• _RECORDS FOR PROCESSING_
BEGIN
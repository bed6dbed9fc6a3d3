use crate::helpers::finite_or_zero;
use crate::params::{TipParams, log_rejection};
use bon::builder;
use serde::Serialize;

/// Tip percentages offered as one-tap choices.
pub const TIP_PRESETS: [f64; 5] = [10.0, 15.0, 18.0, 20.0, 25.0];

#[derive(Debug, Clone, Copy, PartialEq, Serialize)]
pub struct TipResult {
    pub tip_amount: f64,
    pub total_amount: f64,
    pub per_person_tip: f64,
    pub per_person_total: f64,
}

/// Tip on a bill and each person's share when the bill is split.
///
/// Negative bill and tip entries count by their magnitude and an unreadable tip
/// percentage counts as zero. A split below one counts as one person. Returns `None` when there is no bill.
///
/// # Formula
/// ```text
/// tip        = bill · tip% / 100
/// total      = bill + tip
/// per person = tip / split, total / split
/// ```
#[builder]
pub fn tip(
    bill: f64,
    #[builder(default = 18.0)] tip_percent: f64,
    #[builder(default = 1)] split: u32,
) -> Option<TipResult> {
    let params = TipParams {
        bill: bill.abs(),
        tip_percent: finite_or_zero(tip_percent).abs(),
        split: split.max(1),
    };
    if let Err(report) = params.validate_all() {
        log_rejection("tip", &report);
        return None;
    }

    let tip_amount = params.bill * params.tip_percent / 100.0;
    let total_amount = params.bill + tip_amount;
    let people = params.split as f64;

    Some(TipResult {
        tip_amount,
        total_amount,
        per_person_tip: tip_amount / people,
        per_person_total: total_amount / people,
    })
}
END
BEGIN
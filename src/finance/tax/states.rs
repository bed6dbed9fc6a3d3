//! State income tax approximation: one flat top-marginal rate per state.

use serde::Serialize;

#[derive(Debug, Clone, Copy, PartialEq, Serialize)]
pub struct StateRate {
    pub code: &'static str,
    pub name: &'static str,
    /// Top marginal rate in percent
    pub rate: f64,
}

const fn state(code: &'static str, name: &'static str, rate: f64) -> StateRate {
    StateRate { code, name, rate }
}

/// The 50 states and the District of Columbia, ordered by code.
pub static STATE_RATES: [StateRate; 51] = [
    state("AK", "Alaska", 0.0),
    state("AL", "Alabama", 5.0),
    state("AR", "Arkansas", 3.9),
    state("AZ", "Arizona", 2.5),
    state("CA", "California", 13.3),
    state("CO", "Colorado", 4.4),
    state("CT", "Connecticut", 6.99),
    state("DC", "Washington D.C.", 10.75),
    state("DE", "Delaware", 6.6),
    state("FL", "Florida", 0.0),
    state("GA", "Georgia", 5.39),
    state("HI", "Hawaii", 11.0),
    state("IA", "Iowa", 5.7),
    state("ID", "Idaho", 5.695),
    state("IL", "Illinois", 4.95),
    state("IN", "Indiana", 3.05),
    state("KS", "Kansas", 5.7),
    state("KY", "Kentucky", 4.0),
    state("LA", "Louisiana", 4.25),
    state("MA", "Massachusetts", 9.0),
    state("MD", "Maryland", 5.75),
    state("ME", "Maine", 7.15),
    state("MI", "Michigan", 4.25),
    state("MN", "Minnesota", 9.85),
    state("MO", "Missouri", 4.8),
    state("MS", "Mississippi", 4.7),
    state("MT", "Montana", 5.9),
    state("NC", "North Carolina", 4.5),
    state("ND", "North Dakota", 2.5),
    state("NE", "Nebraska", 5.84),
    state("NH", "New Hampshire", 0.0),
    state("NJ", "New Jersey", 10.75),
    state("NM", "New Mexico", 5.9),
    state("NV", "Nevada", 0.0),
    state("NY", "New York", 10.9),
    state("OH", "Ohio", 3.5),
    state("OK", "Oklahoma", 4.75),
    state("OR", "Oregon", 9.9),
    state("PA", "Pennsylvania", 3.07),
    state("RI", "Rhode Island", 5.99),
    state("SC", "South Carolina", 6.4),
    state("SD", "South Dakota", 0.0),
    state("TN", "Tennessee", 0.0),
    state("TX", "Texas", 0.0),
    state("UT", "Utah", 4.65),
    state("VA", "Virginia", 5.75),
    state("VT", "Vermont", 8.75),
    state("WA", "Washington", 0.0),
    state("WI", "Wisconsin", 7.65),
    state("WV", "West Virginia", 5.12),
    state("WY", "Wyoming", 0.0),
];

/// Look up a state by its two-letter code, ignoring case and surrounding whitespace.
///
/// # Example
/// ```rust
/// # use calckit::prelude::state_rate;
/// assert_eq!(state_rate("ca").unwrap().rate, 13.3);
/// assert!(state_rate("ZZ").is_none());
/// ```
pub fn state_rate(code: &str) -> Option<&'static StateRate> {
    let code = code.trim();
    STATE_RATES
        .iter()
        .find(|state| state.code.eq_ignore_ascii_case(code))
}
END
• _PROBLEM STATEMENT_
Every line in the records above that contains the word "StateRate" is to be copied out.

• _ANSWER BOX_
pub struct StateRate {
const fn state(code: &'static str, name: &'static str, rate: f64) -> StateRate {
    StateRate { code, name, rate }
pub static STATE_RATES: [StateRate; 51] = [
pub fn state_rate(code: &str) -> Option<&'static StateRate> {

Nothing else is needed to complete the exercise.